Exercise goal: Show all lines of the listing that hold the word "CouponHashSet".

Data extracts:
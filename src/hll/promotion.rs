// Licensed to the Apache Software Foundation (ASF) under one
// or more contributor license agreements.  See the NOTICE file
// distributed with this work for additional information
// regarding copyright ownership.  The ASF licenses this file
// to you under the Apache License, Version 2.0 (the
// "License"); you may not use this file except in compliance
// with the License.  You may obtain a copy of the License at
//
//   http://www.apache.org/licenses/LICENSE-2.0
//
// Unless required by applicable law or agreed to in writing,
// software distributed under the License is distributed on an
// "AS IS" BASIS, WITHOUT WARRANTIES OR CONDITIONS OF ANY
// KIND, either express or implied.  See the License for the
// specific language governing permissions and limitations
// under the License.

//! Representation transitions and merging.
//!
//! Every transition follows the same protocol: buffer the source's coupons, secure
//! the new footprint, rewrite the header, zero the data region, then replay the
//! buffered coupons through the new representation's ordinary update path.

use tracing::debug;

use crate::error::Error;
use crate::hll::CurMode;
use crate::hll::HllType;
use crate::hll::LG_INIT_SET_SIZE;
use crate::hll::estimator::HipEstimator;
use crate::hll::get_slot;
use crate::hll::get_value;
use crate::hll::hash_set::CouponHashSet;
use crate::hll::mode::Mode;
use crate::hll::mode::Transition;
use crate::hll::pack_coupon;
use crate::hll::preamble;
use crate::memory::Memory;

/// Feed `coupons` through `mode`, following any promotion they trigger.
pub(crate) fn replay(mem: &mut Memory, mode: &mut Mode, coupons: &[u32]) -> Result<(), Error> {
    for &coupon in coupons {
        if let Transition::Promoted(next) = mode.update(mem, coupon)? {
            *mode = next;
        }
    }
    Ok(())
}

/// Write an empty dense image: zero registers, `num_at_cur_min = k`, `kxq0 = k`.
pub(crate) fn init_dense(
    mem: &mut Memory,
    lg_config_k: u8,
    hll_type: HllType,
) -> Result<(), Error> {
    let len = preamble::hll_bytes(lg_config_k, hll_type, 0);
    mem.ensure_capacity(len)?;

    preamble::insert_header(
        mem,
        preamble::HLL_PREINTS,
        lg_config_k,
        0,
        0,
        CurMode::Hll,
        hll_type,
    )?;
    mem.clear(
        preamble::HIP_ACCUM_DOUBLE,
        len - preamble::HIP_ACCUM_DOUBLE,
    )?;
    preamble::insert_num_at_cur_min(mem, 1 << lg_config_k)?;
    HipEstimator::new(lg_config_k).store(mem)
}

/// Rewrite a full LIST image as a SET image holding the same coupons.
pub(crate) fn promote_list_to_set(
    mem: &mut Memory,
    lg_config_k: u8,
    hll_type: HllType,
) -> Result<Mode, Error> {
    let source = Mode::from_image(lg_config_k, hll_type, CurMode::List);
    let coupons = source.coupons(mem)?;
    let old_len = preamble::image_bytes(mem, CurMode::List, hll_type);
    let new_len = preamble::set_bytes(LG_INIT_SET_SIZE);
    mem.ensure_capacity(new_len)?;

    // a hash set does not preserve insertion order
    preamble::insert_header(
        mem,
        preamble::HASH_SET_PREINTS,
        lg_config_k,
        LG_INIT_SET_SIZE,
        preamble::OUT_OF_ORDER_FLAG_MASK,
        CurMode::Set,
        hll_type,
    )?;
    mem.clear(
        preamble::HASH_SET_COUNT_INT,
        new_len.max(old_len) - preamble::HASH_SET_COUNT_INT,
    )?;

    let mut mode = Mode::Set(CouponHashSet::new(lg_config_k, hll_type));
    replay(mem, &mut mode, &coupons)?;
    debug!(
        lg_config_k,
        coupons = coupons.len(),
        "promoted coupon list to hash set"
    );
    Ok(mode)
}

/// Rewrite a LIST or SET image as a dense image of the target type.
///
/// Replay alone cannot reconstruct the HIP history, so the accumulator is seeded
/// with the coupon estimate of the source.
pub(crate) fn promote_to_hll(
    mem: &mut Memory,
    lg_config_k: u8,
    hll_type: HllType,
) -> Result<Mode, Error> {
    let cur_mode = preamble::extract_cur_mode(mem)
        .ok_or_else(|| Error::invariant_violation("invalid current mode in mode byte"))?;
    let source = Mode::from_image(lg_config_k, hll_type, cur_mode);
    let estimate = source.estimate(mem);
    let coupons = source.coupons(mem)?;
    let old_len = preamble::image_bytes(mem, cur_mode, hll_type);

    init_dense(mem, lg_config_k, hll_type)?;
    let new_len = preamble::hll_bytes(lg_config_k, hll_type, 0);
    if old_len > new_len {
        mem.clear(new_len, old_len - new_len)?;
    }

    let mut mode = Mode::dense(lg_config_k, hll_type);
    replay(mem, &mut mode, &coupons)?;
    preamble::insert_hip_accum(mem, estimate)?;

    debug!(
        lg_config_k,
        ?hll_type,
        from = ?cur_mode,
        coupons = coupons.len(),
        "promoted to dense HLL"
    );
    Ok(mode)
}

/// Build a heap dense image of `hll_type` holding the registers of a dense source.
///
/// The register sums are exact, so only the HIP accumulator and the out-of-order
/// flag have to be carried over.
pub(crate) fn convert_dense(
    source: &Mode,
    src_mem: &Memory,
    hll_type: HllType,
) -> Result<(Mode, Memory<'static>), Error> {
    let lg_config_k = preamble::extract_lg_k(src_mem);
    let mut mem = Memory::Heap(Vec::new());
    init_dense(&mut mem, lg_config_k, hll_type)?;

    let mut mode = Mode::dense(lg_config_k, hll_type);
    replay(&mut mem, &mut mode, &source.coupons(src_mem)?)?;

    let src_estimator = HipEstimator::load(src_mem);
    preamble::insert_hip_accum(&mut mem, src_estimator.hip_accum())?;
    preamble::insert_ooo_flag(&mut mem, src_estimator.is_out_of_order())?;
    Ok((mode, mem))
}

/// Replay every coupon of `source` into the target image.
///
/// A dense source must have at least the target's `lg_config_k`; a wider source is
/// down-sampled by masking slots. A dense target is left out-of-order unless the
/// source is empty.
pub(crate) fn merge(
    source: &Mode,
    src_mem: &Memory,
    target: &mut Mode,
    tgt_mem: &mut Memory,
) -> Result<(), Error> {
    tgt_mem.check_writable()?;

    let src_lg_k = preamble::extract_lg_k(src_mem);
    let tgt_lg_k = preamble::extract_lg_k(tgt_mem);
    let mut coupons = source.coupons(src_mem)?;

    if source.cur_mode() == CurMode::Hll {
        if src_lg_k < tgt_lg_k {
            return Err(Error::config_invalid(format!(
                "cannot merge a dense sketch with lg_config_k {src_lg_k} into lg_config_k {tgt_lg_k}"
            )));
        }
        if src_lg_k > tgt_lg_k {
            let mask = (1u32 << tgt_lg_k) - 1;
            for coupon in coupons.iter_mut() {
                *coupon = pack_coupon(get_slot(*coupon) & mask, get_value(*coupon));
            }
        }
    }

    if coupons.is_empty() {
        return Ok(());
    }
    replay(tgt_mem, target, &coupons)?;

    if target.cur_mode() == CurMode::Hll {
        let mut estimator = HipEstimator::load(tgt_mem);
        estimator.set_out_of_order(true);
        estimator.store(tgt_mem)?;
        preamble::insert_ooo_flag(tgt_mem, true)?;
        debug!(
            src_lg_k,
            tgt_lg_k,
            coupons = coupons.len(),
            "merged into dense sketch, HIP estimate disabled"
        );
    }
    Ok(())
}
// Licensed to the Apache Software Foundation (ASF) under one
// or more contributor license agreements.  See the NOTICE file
// distributed with this work for additional information
// regarding copyright ownership.  The ASF licenses this file
// to you under the Apache License, Version 2.0 (the
// "License"); you may not use this file except in compliance
// with the License.  You may obtain a copy of the License at
//
//   http://www.apache.org/licenses/LICENSE-2.0
//
// Unless required by applicable law or agreed to in writing,
// software distributed under the License is distributed on an
// "AS IS" BASIS, WITHOUT WARRANTIES OR CONDITIONS OF ANY
// KIND, either express or implied.  See the License for the
// specific language governing permissions and limitations
// under the License.

//! Simple list for storing unique coupons in order
//!
//! Provides sequential storage with linear search for duplicates.
//! Efficient for small numbers of coupons before transitioning to a hash set
//! or, for small `lg_config_k`, directly to a dense array.

use crate::error::Error;
use crate::hll::CurMode;
use crate::hll::HllType;
use crate::hll::LG_INIT_LIST_SIZE;
use crate::hll::container::COUPON_EMPTY;
use crate::hll::container::live_coupons;
use crate::hll::mode::Transition;
use crate::hll::preamble;
use crate::hll::preamble::LIST_INT_ARR_START;
use crate::hll::promotion;
use crate::memory::Memory;

/// Below this `lg_config_k` a full list skips the hash set stage.
const MIN_LG_K_FOR_SET: u8 = 8;

#[derive(Debug, Clone, Copy, PartialEq, Eq)]
pub(crate) struct CouponList {
    lg_config_k: u8,
    hll_type: HllType,
}

impl CouponList {
    pub fn new(lg_config_k: u8, hll_type: HllType) -> Self {
        Self {
            lg_config_k,
            hll_type,
        }
    }

    /// Write an empty LIST image at the start of `mem`.
    pub fn init(&self, mem: &mut Memory) -> Result<(), Error> {
        let len = preamble::list_bytes(LG_INIT_LIST_SIZE);
        mem.ensure_capacity(len)?;
        preamble::insert_header(
            mem,
            preamble::LIST_PREINTS,
            self.lg_config_k,
            LG_INIT_LIST_SIZE,
            preamble::EMPTY_FLAG_MASK,
            CurMode::List,
            self.hll_type,
        )?;
        mem.clear(LIST_INT_ARR_START, len - LIST_INT_ARR_START)
    }

    /// Insert coupon into list, ignoring duplicates
    pub fn update(&self, mem: &mut Memory, coupon: u32) -> Result<Transition, Error> {
        let len = 1usize << preamble::extract_lg_arr(mem);
        for index in 0..len {
            let offset = LIST_INT_ARR_START + 4 * index;
            let value = mem.get_u32(offset);
            if value == COUPON_EMPTY {
                mem.put_u32(offset, coupon)?;
                let count = preamble::extract_list_count(mem) + 1;
                preamble::insert_list_count(mem, count)?;
                preamble::insert_empty_flag(mem, false)?;

                if count as usize >= len {
                    let next = if self.lg_config_k < MIN_LG_K_FOR_SET {
                        promotion::promote_to_hll(mem, self.lg_config_k, self.hll_type)?
                    } else {
                        promotion::promote_list_to_set(mem, self.lg_config_k, self.hll_type)?
                    };
                    return Ok(Transition::Promoted(next));
                }
                return Ok(Transition::Unchanged);
            } else if value == coupon {
                return Ok(Transition::Unchanged);
            }
        }

        Err(Error::invariant_violation(
            "coupon list has neither an empty slot nor a duplicate",
        )
        .with_context("count", preamble::extract_list_count(mem))
        .with_context("capacity", len))
    }

    pub fn count(mem: &Memory) -> u32 {
        preamble::extract_list_count(mem)
    }

    /// Live coupons in slot order.
    pub fn coupons(mem: &Memory) -> Vec<u32> {
        let slots = preamble::sparse_slots(mem, CurMode::List);
        live_coupons(mem, LIST_INT_ARR_START, slots)
    }
}
// Licensed to the Apache Software Foundation (ASF) under one
// or more contributor license agreements.  See the NOTICE file
// distributed with this work for additional information
// regarding copyright ownership.  The ASF licenses this file
// to you under the Apache License, Version 2.0 (the
// "License"); you may not use this file except in compliance
// with the License.  You may obtain a copy of the License at
//
//   http://www.apache.org/licenses/LICENSE-2.0
//
// Unless required by applicable law or agreed to in writing,
// software distributed under the License is distributed on an
// "AS IS" BASIS, WITHOUT WARRANTIES OR CONDITIONS OF ANY
// KIND, either express or implied.  See the License for the
// specific language governing permissions and limitations
// under the License.

//! Item hashing feeding the HLL coupons.
//!
//! Items are hashed with MurmurHash3 x64-128. The low 64 bits choose the register
//! address and the high 64 bits supply the leading-zero run.

use std::hash::Hash;

/// Seed used by every HLL sketch; sketches built with other seeds cannot be merged.
pub(crate) const DEFAULT_UPDATE_SEED: u32 = 9001;

/// Hash any `Hash` value through the streaming 128-bit hasher.
pub(crate) fn hash_value<T: Hash>(value: T) -> (u64, u64) {
    let mut hasher = mur3::Hasher128::with_seed(DEFAULT_UPDATE_SEED);
    value.hash(&mut hasher);
    hasher.finish128()
}

/// Hash a raw byte string, bit-compatible with other DataSketches implementations.
pub(crate) fn hash_bytes(bytes: &[u8]) -> (u64, u64) {
    mur3::murmurhash3_x64_128(bytes, DEFAULT_UPDATE_SEED)
}
// Licensed to the Apache Software Foundation (ASF) under one
// or more contributor license agreements.  See the NOTICE file
// distributed with this work for additional information
// regarding copyright ownership.  The ASF licenses this file
// to you under the Apache License, Version 2.0 (the
// "License"); you may not use this file except in compliance
// with the License.  You may obtain a copy of the License at
//
//   http://www.apache.org/licenses/LICENSE-2.0
//
// Unless required by applicable law or agreed to in writing,
// software distributed under the License is distributed on an
// "AS IS" BASIS, WITHOUT WARRANTIES OR CONDITIONS OF ANY
// KIND, either express or implied.  See the License for the
// specific language governing permissions and limitations
// under the License.

//! Conventions shared by every sketch image, regardless of family.

mod family;

pub use self::family::Family;

/// Whether multi-byte fields written on this host are big-endian.
///
/// Images record this in their flags byte so a reader on a different platform can
/// detect the mismatch.
pub(crate) const NATIVE_ORDER_IS_BIG_ENDIAN: bool = cfg!(target_endian = "big");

Response area:
use crate::hll::hash_set::CouponHashSet;
    let mut mode = Mode::Set(CouponHashSet::new(lg_config_k, hll_type));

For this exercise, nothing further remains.